Элизабет-Энн утвердительно кивнула.
— Значит, то, что лежит в банке, это, как вы говорите, лишние деньги?
— Нет, — поправила ее собеседница, — это то, на что мы можем рассчитывать при непредвиденных обстоятельствах.
— Сколько у вас на счете? Это не просто любопытство, вы понимаете. Надо знать, достаточно ли этой суммы.
Элизабет-Энн заколебалась. Деньги, лежащие на ее счету, неприкосновенны. О них не следовало объявлять даже друзьям.

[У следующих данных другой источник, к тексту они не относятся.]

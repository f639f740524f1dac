use chrono::{DateTime, Utc};
use serde::{Deserialize, Serialize};
use uuid::Uuid;

/// Row of the `profiles` table
#[derive(Debug, Clone, PartialEq, Serialize, Deserialize)]
pub struct Profile {
    pub id: Uuid,
    pub username: String,
    #[serde(default)]
    pub display_name: Option<String>,
    #[serde(default)]
    pub bio: Option<String>,
    #[serde(default)]
    pub avatar_url: Option<String>,
    pub created_at: DateTime<Utc>,
}

/// Author summary embedded in recipes and comments
#[derive(Debug, Clone, PartialEq, Serialize, Deserialize)]
pub struct ProfileSummary {
    pub id: Uuid,
    pub username: String,
    #[serde(default)]
    pub avatar_url: Option<String>,
}

/// Partial update; absent fields are left untouched
#[derive(Debug, Clone, Default, Serialize)]
pub struct ProfileUpdate {
    #[serde(skip_serializing_if = "Option::is_none")]
    pub username: Option<String>,
    #[serde(skip_serializing_if = "Option::is_none")]
    pub display_name: Option<String>,
    #[serde(skip_serializing_if = "Option::is_none")]
    pub bio: Option<String>,
    #[serde(skip_serializing_if = "Option::is_none")]
    pub avatar_url: Option<String>,
}

impl ProfileUpdate {
    pub fn is_empty(&self) -> bool {
        self.username.is_none()
            && self.display_name.is_none()
            && self.bio.is_none()
            && self.avatar_url.is_none()
    }
}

— Пожалуйста, я только хочу помочь, — поторопила ее Людмила с мягкой настойчивостью. Она пересела поближе к краю сиденья и, взяв женщину за руку, успокаивающе улыбнулась. — Мне не важна точная цифра. Хотя бы приблизительно, сотня это долларов или тысячи долларов, чтобы знать, могут ли эти деньги работать. Понимаете?
— Да, я думаю, да. — Элизабет-Энн высвободила руки и задумчиво пригубила вино. — Не вижу причин, чтобы скрывать это от вас. — Она сделала паузу. — У меня около тридцати тысяч.
— Тридцать тысяч! Господи, да чего же вам беспокоиться? — Стареющее, поблекшее лицо Людмилы порозовело и засветилось от удовольствия. — Этого достаточно.
— Для покупки отеля? — Элизабет-Энн покачала головой. — Нет, для этого мне нужны сотни тысяч.
Людмила увещевающе погрозила ей пальцем.
— Нет, — многозначительно сказала она, — если вы попытаете счастья.